このような問題を解決するために、画像の重み付け合成が従来から用いられている。例えば、特許文献1では、2組の合成画像のうち、より明るい方の明度情報をもとに重みが変わる関数f、gを用意し、合成後の画像D0を、下式(1)により求めている。

D0=(D1×T2/T1)×f(D2)+D2×g(D2) ・・・(1)

また、特許文献2では、オーバーラップ領域(信号の80%〜100%)を予め設定しておき、2つの画像を合成する際に、より長い露光時間の画像がオーバーラップ領域に達している部分、即ちハイライト部分で、飽和しにくいより短い露光時間の画像との重み付け合成を行っている。
【先行技術文献】
【特許文献】
【0005】
【特許文献1】特許第3084189号公報
【特許文献2】特許第2970440号公報
【発明の概要】
【発明が解決しようとする課題】
【0006】
しかしながら、上記特許文献1の従来技術においては、露光量の異なる4枚の画像を重み付け合成する場合に、上式(1)を用いた合成方法では、2枚ずつの画像合成にしか対応していない。そのため、例えば、D1〜D4の4画素を重み付け合成するためには、図13に示すように、合計6回もの合成処理を行う必要があり、合成する画像の枚数が増加するほど計算量が飛躍的に増加する。
【0007】
また、上記特許文献2の従来技術においては、重み付け合成の行われる領域が、オーバーラップ領域に限定されるため、重み付け合成されているハイライト部分とそうでない部分とに、不自然な繋ぎ目が発生する恐れがある。
そこで、本発明は、このような従来の技術の有する未解決の課題に着目してなされたものである。本発明の幾つかの態様によれば、多段露光によって得られた画像を重み付け合成するのに好適な画像処理装置、画像処理方法、撮像装置及び電子機器を提供できる。
【課題を解決するための手段】
【0008】
〔形態1〕 上記目的を達成するために、形態1の画像処理装置は、
3種類以上の露光量で被写体を撮像して得られた3種類以上の画像のうち、第1の画像の輝度と、該第1の画像の次に露光量の大きい第2の画像の輝度とに基づき、該第1の画像に対して画像合成時に用いる重みを算出する重み算出手段と、
前記重み算出手段で算出した重みを用いて、前記3種類以上の画像の重み付け加算を行い、画像を合成する画像合成手段と、を備える。
【0009】
このような構成であれば、重み付け算出手段によって、3種類以上の露光量で被写体を撮像して得られた3種類以上の画像のうち、第1の画像の輝度と、該第1の画像の次に露光量の大きい第2の画像の輝度とに基づき、第1の画像の画像合成に用いる重みが算出される。

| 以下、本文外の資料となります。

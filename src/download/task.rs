//! A single resumable, validated file transfer.
//!
//! [`DownloadTask::execute`] runs these steps in order:
//!
//! 1. Redundancy check: a destination that already satisfies the
//!    [`ValidationSpec`] is left alone.
//! 2. Local source: an attached [`LocalSourceLocator`] may supply the bytes.
//! 3. Companion hashes: `<url>.sha1` and friends fill in a missing digest.
//! 4. Fetch, per location (primary URL, then each mirror): conditional and
//!    range headers, streaming hash, throttling, write to `<dest>.part`.
//! 5. Verification of the finished part file, atomic rename over the
//!    destination and sidecar update.
//!
//! Transport and validation failures move on to the next location. Local I/O
//! failures end the task immediately.
//!
//! # Examples
//!
//! ```rust,no_run
//! use packfetch::download::{DownloadTask, Outcome, ValidationSpec};
//! use packfetch::progress::NoProgress;
//! use tokio_util::sync::CancellationToken;
//!
//! # async fn example() -> packfetch::Result<()> {
//! let spec = ValidationSpec::builder()
//!     .size(16)
//!     .sha1("ce27cb141098feb00714e758646be3e99c185b71")?
//!     .build();
//!
//! let mut task = DownloadTask::builder(
//!     "https://piston-data.mojang.com/v1/objects/abc/client.jar",
//!     "instances/demo/client.jar",
//! )
//! .mirror("https://bmclapi2.bangbang93.com/v1/objects/abc/client.jar")
//! .validation(spec)
//! .build()?;
//!
//! match task.execute(&CancellationToken::new(), &NoProgress).await? {
//!     Outcome::Cancelled => println!("cancelled"),
//!     outcome => println!("{}", outcome),
//! }
//! # Ok(())
//! # }
//! ```

use super::companion;
use super::hash::{hash_into, HashingTransform};
use super::locator::{LocalSource, LocalSourceLocator};
use super::summary::{Outcome, Summary, TaskState};
use super::validation::ValidationSpec;
use crate::cache::{CacheSidecar, SidecarFormat};
use crate::error::{Error, Result};
use crate::http::{FetchRequest, FetchResponse, HttpClientConfig, NativeTransport, Transport};
use crate::progress::{ProgressEvent, ProgressListener};
use crate::throttle::Throttle;

use futures::StreamExt;
use reqwest::{StatusCode, Url};
use std::ffi::OsString;
use std::fmt;
use std::path::{Path, PathBuf};
use std::sync::Arc;
use tokio::{fs, fs::OpenOptions, io::AsyncWriteExt};
use tokio_util::sync::CancellationToken;
use tracing::{debug, info, warn};

const PART_SUFFIX: &str = ".part";
const LOCAL_SUFFIX: &str = ".local";

fn with_suffix(path: &Path, suffix: &str) -> PathBuf {
    let mut name: OsString = path.as_os_str().to_owned();
    name.push(suffix);
    PathBuf::from(name)
}

/// Path of the partial file a transfer to `dest` writes into.
pub fn part_path(dest: &Path) -> PathBuf {
    with_suffix(dest, PART_SUFFIX)
}

/// File name of the last path segment of `url`, percent-decoded.
pub fn file_name_from_url(url: &str) -> Result<String> {
    let parsed = Url::parse(url).map_err(|e| Error::InvalidUrl(format!("{}: {}", url, e)))?;
    parsed
        .path_segments()
        .and_then(|segments| segments.last())
        .filter(|segment| !segment.is_empty())
        .map(|segment| {
            form_urlencoded::parse(segment.as_bytes())
                .map(|(key, val)| [key, val].concat())
                .collect::<String>()
        })
        .ok_or_else(|| Error::InvalidUrl(format!("the url \"{}\" does not contain a filename", url)))
}

async fn len_if_exists(path: &Path) -> Result<Option<u64>> {
    match fs::metadata(path).await {
        Ok(metadata) => Ok(Some(metadata.len())),
        Err(e) if e.kind() == std::io::ErrorKind::NotFound => Ok(None),
        Err(e) => Err(Error::local_io(path, e)),
    }
}

async fn remove_if_exists(path: &Path) -> Result<()> {
    match fs::remove_file(path).await {
        Ok(()) => Ok(()),
        Err(e) if e.kind() == std::io::ErrorKind::NotFound => Ok(()),
        Err(e) => Err(Error::local_io(path, e)),
    }
}

/// One logical download: a URL with its mirrors, a destination and what the
/// destination must look like afterwards.
///
/// A task is executed once. Build a new one to fetch again.
pub struct DownloadTask {
    url: String,
    mirrors: Vec<String>,
    dest: PathBuf,
    validation: ValidationSpec,
    locator: Option<Arc<dyn LocalSourceLocator>>,
    resume: bool,
    max_speed: u64,
    companion_hashes: bool,
    accepted_statuses: Vec<StatusCode>,
    sidecar_format: SidecarFormat,
    transport: Arc<dyn Transport>,
    throttle: Arc<Throttle>,
    speed_limit: Option<Throttle>,
    state: TaskState,
    attempts: usize,
    source_url: Option<String>,
}

impl fmt::Debug for DownloadTask {
    fn fmt(&self, f: &mut fmt::Formatter<'_>) -> fmt::Result {
        f.debug_struct("DownloadTask")
            .field("url", &self.url)
            .field("mirrors", &self.mirrors)
            .field("dest", &self.dest)
            .field("validation", &self.validation)
            .field("locator", &self.locator)
            .field("resume", &self.resume)
            .field("max_speed", &self.max_speed)
            .field("companion_hashes", &self.companion_hashes)
            .field("state", &self.state)
            .finish_non_exhaustive()
    }
}
//! Transport on the middleware client with a shared connection pool.

use super::client::{create_http_client, HttpClientConfig};
use super::transport::{FetchRequest, FetchResponse, Transport};
use crate::error::{Error, Result};

use async_trait::async_trait;
use reqwest_middleware::ClientWithMiddleware;
use tracing::debug;

/// Fetches through [`create_http_client`]: connection pooling, exponential
/// backoff on transient failures and a tracing span per request.
#[derive(Debug, Clone)]
pub struct PooledTransport {
    client: ClientWithMiddleware,
}

impl PooledTransport {
    /// Build the transport and its client from `config`.
    pub fn new(config: HttpClientConfig) -> Result<Self> {
        Ok(Self {
            client: create_http_client(config)?,
        })
    }

    /// Wrap an existing middleware client.
    pub fn from_client(client: ClientWithMiddleware) -> Self {
        Self { client }
    }
}

#[async_trait]
impl Transport for PooledTransport {
    async fn fetch(&self, request: &FetchRequest) -> Result<FetchResponse> {
        debug!("GET {} (range: {:?}, pooled)", request.url, request.range_start);
        let response = self
            .client
            .get(request.url.as_str())
            .headers(request.headers())
            .send()
            .await
            .map_err(|e| Error::transport(&request.url, e))?;
        Ok(FetchResponse::from_response(&request.url, response))
    }
}
//! Byte-rate limiting shared between concurrent transfers.
//!
//! [`Throttle`] is a token bucket refilled at the configured rate with a
//! burst capacity of one second worth of bytes. Callers take tokens *before*
//! writing a chunk; a caller that drives the bucket negative sleeps until
//! its debt is paid back. Because the debt is shared, N transfers that hold
//! the same `Arc<Throttle>` together never exceed the rate.
//!
//! ```rust
//! use packfetch::Throttle;
//! use std::sync::Arc;
//!
//! # #[tokio::main]
//! # async fn main() {
//! let throttle = Arc::new(Throttle::new(4 * 1024 * 1024));
//! throttle.acquire(64 * 1024).await;
//! # }
//! ```

use std::sync::atomic::{AtomicU64, Ordering};
use std::sync::Mutex;
use std::time::{Duration, Instant};
use tracing::trace;

#[derive(Debug)]
struct Bucket {
    tokens: f64,
    last_refill: Instant,
}

/// A token bucket limiting the number of bytes per second.
///
/// A rate of `0` disables limiting.
#[derive(Debug)]
pub struct Throttle {
    rate: AtomicU64,
    bucket: Mutex<Bucket>,
}

impl Default for Throttle {
    fn default() -> Self {
        Self::unlimited()
    }
}

impl Throttle {
    /// Create a throttle for `bytes_per_sec` (0 = unlimited).
    pub fn new(bytes_per_sec: u64) -> Self {
        Self {
            rate: AtomicU64::new(bytes_per_sec),
            bucket: Mutex::new(Bucket {
                tokens: bytes_per_sec as f64,
                last_refill: Instant::now(),
            }),
        }
    }

    /// A throttle that never waits.
    pub fn unlimited() -> Self {
        Self::new(0)
    }

    /// Current limit in bytes per second, 0 when unlimited.
    pub fn rate(&self) -> u64 {
        self.rate.load(Ordering::Relaxed)
    }

    /// Whether the throttle limits anything.
    pub fn is_limited(&self) -> bool {
        self.rate() > 0
    }

    /// Change the limit. Transfers in flight pick it up on their next chunk.
    pub fn set_rate(&self, bytes_per_sec: u64) {
        self.rate.store(bytes_per_sec, Ordering::Relaxed);
        let mut bucket = self.bucket.lock().unwrap_or_else(|e| e.into_inner());
        bucket.tokens = bucket.tokens.min(bytes_per_sec as f64);
    }

    /// Take `bytes` tokens and report how long the caller has to wait for them.
    fn reserve(&self, bytes: u64) -> Duration {
        let rate = self.rate();
        if rate == 0 || bytes == 0 {
            return Duration::ZERO;
        }
        let rate = rate as f64;

        let mut bucket = self.bucket.lock().unwrap_or_else(|e| e.into_inner());
        let now = Instant::now();
        let elapsed = now.duration_since(bucket.last_refill).as_secs_f64();
        bucket.tokens = (bucket.tokens + elapsed * rate).min(rate);
        bucket.last_refill = now;
        bucket.tokens -= bytes as f64;

        if bucket.tokens >= 0.0 {
            Duration::ZERO
        } else {
            Duration::from_secs_f64(-bucket.tokens / rate)
        }
    }

    /// Wait until `bytes` may be transferred.
    pub async fn acquire(&self, bytes: u64) {
        let wait = self.reserve(bytes);
        if !wait.is_zero() {
            trace!("Throttling {} bytes for {:?}", bytes, wait);
            tokio::time::sleep(wait).await;
        }
    }
}
//! Length and range header parsing.
//!
//! Supports both `Content-Range` (partial responses to resumed requests) and
//! `Content-Length` headers.

use reqwest::header::{HeaderMap, CONTENT_LENGTH, CONTENT_RANGE};
use reqwest::StatusCode;

/// Parse Content-Range header to extract total size.
///
/// Content-Range header format: "bytes start-end/total"
///
/// # Example
///
/// ```rust
/// use packfetch::utils::parse_content_range_total;
///
/// let total = parse_content_range_total("bytes 0-1023/2048");
/// assert_eq!(total, Some(2048));
/// assert_eq!(parse_content_range_total("bytes 0-1023/*"), None);
/// ```
pub fn parse_content_range_total(content_range: &str) -> Option<u64> {
    content_range
        .split('/')
        .next_back()
        .and_then(|size| size.trim().parse::<u64>().ok())
}

/// Parse Content-Range header to extract the first byte position.
///
/// ```rust
/// use packfetch::utils::parse_content_range_start;
///
/// assert_eq!(parse_content_range_start("bytes 200-1023/1024"), Some(200));
/// assert_eq!(parse_content_range_start("bytes */1024"), None);
/// ```
pub fn parse_content_range_start(content_range: &str) -> Option<u64> {
    content_range
        .trim()
        .strip_prefix("bytes")?
        .trim_start()
        .split('-')
        .next()
        .and_then(|start| start.trim().parse::<u64>().ok())
}

/// Value of the `Content-Length` header, if present and numeric.
pub fn content_length(headers: &HeaderMap) -> Option<u64> {
    headers
        .get(CONTENT_LENGTH)
        .and_then(|value| value.to_str().ok())
        .and_then(|value| value.trim().parse::<u64>().ok())
}

/// Size of the complete resource behind a response.
///
/// For `206 Partial Content` this is the total from `Content-Range`, for
/// anything else the `Content-Length`.
pub fn total_length(status: StatusCode, headers: &HeaderMap) -> Option<u64> {
    if status == StatusCode::PARTIAL_CONTENT {
        if let Some(total) = headers
            .get(CONTENT_RANGE)
            .and_then(|value| value.to_str().ok())
            .and_then(parse_content_range_total)
        {
            return Some(total);
        }
    }
    content_length(headers)
}

/// First byte position served by a partial response, 0 for anything else.
pub fn range_start(status: StatusCode, headers: &HeaderMap) -> u64 {
    if status != StatusCode::PARTIAL_CONTENT {
        return 0;
    }
    headers
        .get(CONTENT_RANGE)
        .and_then(|value| value.to_str().ok())
        .and_then(parse_content_range_start)
        .unwrap_or(0)
}
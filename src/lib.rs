//! packfetch is the download engine of a modpack launcher backend.
//!
//! Every file a launcher installs (game jars, asset objects, libraries,
//! mod-loader installers, mods) goes through one [`DownloadTask`]: a
//! resumable, verified transfer with conditional caching, mirror failover,
//! local-source short-circuiting and a bandwidth budget shared across
//! concurrent transfers.
//!
//! # Quick Start
//!
//! ```rust,no_run
//! use packfetch::{downloader::DownloaderBuilder, download::ValidationSpec, Error};
//!
//! # #[tokio::main]
//! # async fn main() -> Result<(), Error> {
//! let downloader = DownloaderBuilder::new().threads(8).build()?;
//! let task = downloader
//!     .task(
//!         "https://piston-data.mojang.com/v1/objects/abc/client.jar",
//!         "versions/1.21/1.21.jar",
//!     )
//!     .validation(ValidationSpec::builder().sha1("ce27cb141098feb00714e758646be3e99c185b71")?.build())
//!     .build()?;
//! downloader.download(vec![task]).await;
//! # Ok(())
//! # }
//! ```
//!
//! # Module Organization
//!
//! - [`download`] - The single-file engine: `DownloadTask`, `ValidationSpec`, hashing, locators
//! - [`downloader`] - The batch `Downloader` and its builder, settings and mirror rules
//! - [`http`] - The `Transport` trait with its native and pooled implementations
//! - [`cache`] - The `<dest>.etag` sidecar used for conditional requests
//! - [`throttle`] - The shared byte-rate limiter
//! - [`progress`] - Progress events, aggregation and progress bars
//! - [`archive`] - Reading entries of local ZIP archives
//! - [`error`] - Centralized error handling with the `Error` enum
//! - [`utils`] - Shared utility functions

pub mod archive;
pub mod cache;
pub mod download;
pub mod downloader;
pub mod error;
pub mod http;
pub mod progress;
pub mod throttle;
pub mod utils;

pub use cache::{CacheSidecar, SidecarFormat};
pub use download::{
    DownloadTask, DownloadTaskBuilder, HashAlgorithm, Outcome, Summary, TaskState, ValidationSpec,
};
pub use downloader::{DownloadSettings, Downloader, DownloaderBuilder, MirrorRule};
pub use error::{Error, Result};
pub use http::{HttpClientConfig, NativeTransport, PooledTransport, Transport};
pub use progress::{ProgressBarOpts, ProgressEvent, ProgressListener, StyleOptions};
pub use throttle::Throttle;
pub use tokio_util::sync::CancellationToken;
//! Progress reporting for downloads.
//!
//! A task reports through a [`ProgressListener`], a callback taking one
//! [`ProgressEvent`] per received chunk plus a final `done` event. Listeners
//! run on the downloading task, so they must return quickly.
//!
//! # Overview
//!
//! - `aggregator` - [`ProgressAggregator`] folds events of many tasks into
//!   totals, speed and ETA
//! - `display` - [`ProgressDisplay`], indicatif bars for batch downloads
//! - `style` - Progress bar styling options and templates
//!
//! # Examples
//!
//! ```rust
//! use packfetch::progress::{ProgressAggregator, ProgressEvent, ProgressListener};
//!
//! let aggregator = ProgressAggregator::new();
//! let listener = aggregator.track();
//! listener.on_progress(ProgressEvent::chunk(512, 512, Some(1024)));
//!
//! let snapshot = aggregator.snapshot();
//! assert_eq!(snapshot.transferred, 512);
//! assert_eq!(snapshot.expected, 1024);
//! ```

pub(crate) mod aggregator;
pub(crate) mod display;
pub(crate) mod style;

pub use aggregator::{ProgressAggregator, ProgressSnapshot, TrackedProgress};
pub use display::{ChildProgress, ProgressDisplay};
pub use style::{ProgressBarOpts, StyleOptions};

/// One progress report of a single task.
#[derive(Debug, Clone, Copy, PartialEq, Eq)]
pub struct ProgressEvent {
    /// Bytes of the file present so far, a resumed prefix included.
    pub bytes: u64,
    /// Bytes received since the previous event.
    pub delta: u64,
    /// Expected size of the whole file, if known.
    pub total: Option<u64>,
    /// Set on the last event of a transfer.
    pub done: bool,
}

impl ProgressEvent {
    pub fn chunk(bytes: u64, delta: u64, total: Option<u64>) -> Self {
        Self {
            bytes,
            delta,
            total,
            done: false,
        }
    }

    pub fn finished(bytes: u64, total: Option<u64>) -> Self {
        Self {
            bytes,
            delta: 0,
            total,
            done: true,
        }
    }
}

/// Receives progress events of a task.
pub trait ProgressListener: Send + Sync {
    fn on_progress(&self, event: ProgressEvent);
}

impl<F> ProgressListener for F
where
    F: Fn(ProgressEvent) + Send + Sync,
{
    fn on_progress(&self, event: ProgressEvent) {
        self(event)
    }
}

/// Listener that ignores every event.
#[derive(Debug, Clone, Copy, Default)]
pub struct NoProgress;

impl ProgressListener for NoProgress {
    fn on_progress(&self, _event: ProgressEvent) {}
}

例えば、4種類の露光量L1、L2、L3、L4(L1<L2<L3<L)で被写体を撮像して得られた画像S1〜S4について重みの算出を行う場合に、例えば、画像S2の重みについては、S2の輝度と、S3の輝度とに基づき重みが算出されることになる。
【0010】
ここで、重みの算出は、重み付けの必要な露光量の画像の全てについて行う。例えば、重み付けの必要な露光量の画像が2種類以上ある場合は、そのそれぞれを第1の画像とし、そのそれぞれの次に露光量の大きい画像を第2の画像として重みを算出する。
重みが算出されると、画像合成手段によって、算出した重みを用いて、3種類以上の画像の重み付け加算が行われ、画像が合成される。
以上のことから、合成する画像のうち、露光量の大きさが隣り合う2つの画像の明度に基づき露光量の小さい方の画像の重みを算出することができる。これにより、露光量の大きい方の画像の明度のみに基づき重みを算出するよりも滑らかな線形合成が可能になるという効果が得られる。
【0011】
〔形態2〕 更に、形態2の撮像装置は、形態1の撮像装置において、
前記重み算出手段は、前記3種類以上の画像のうち、露光量が最小及び最大となる2種類の画像以外の画像について、前記第1の画像の輝度と、前記第2の画像の輝度とに基づき重みを算出する。
このような構成であれば、重み算出手段によって、露光量が最小及び最大となる2種類の画像を除く、残りの中間の露光量について、第1の画像の輝度と第2の画像の輝度とに基づき重みが算出される。
これにより、露光量の大きい方の画像の明度のみに基づき重みを算出するよりも滑らかな線形合成が可能になるという効果が得られる。
【0012】
〔形態3〕 更に、形態3の撮像装置は、形態1又は2の撮像装置において、
前記重み算出手段は、前記重みを、画像の輝度を要素xとし、関数値が輝度の大きさに応じて増加する関数F(x)によって算出した値を用いて算出する。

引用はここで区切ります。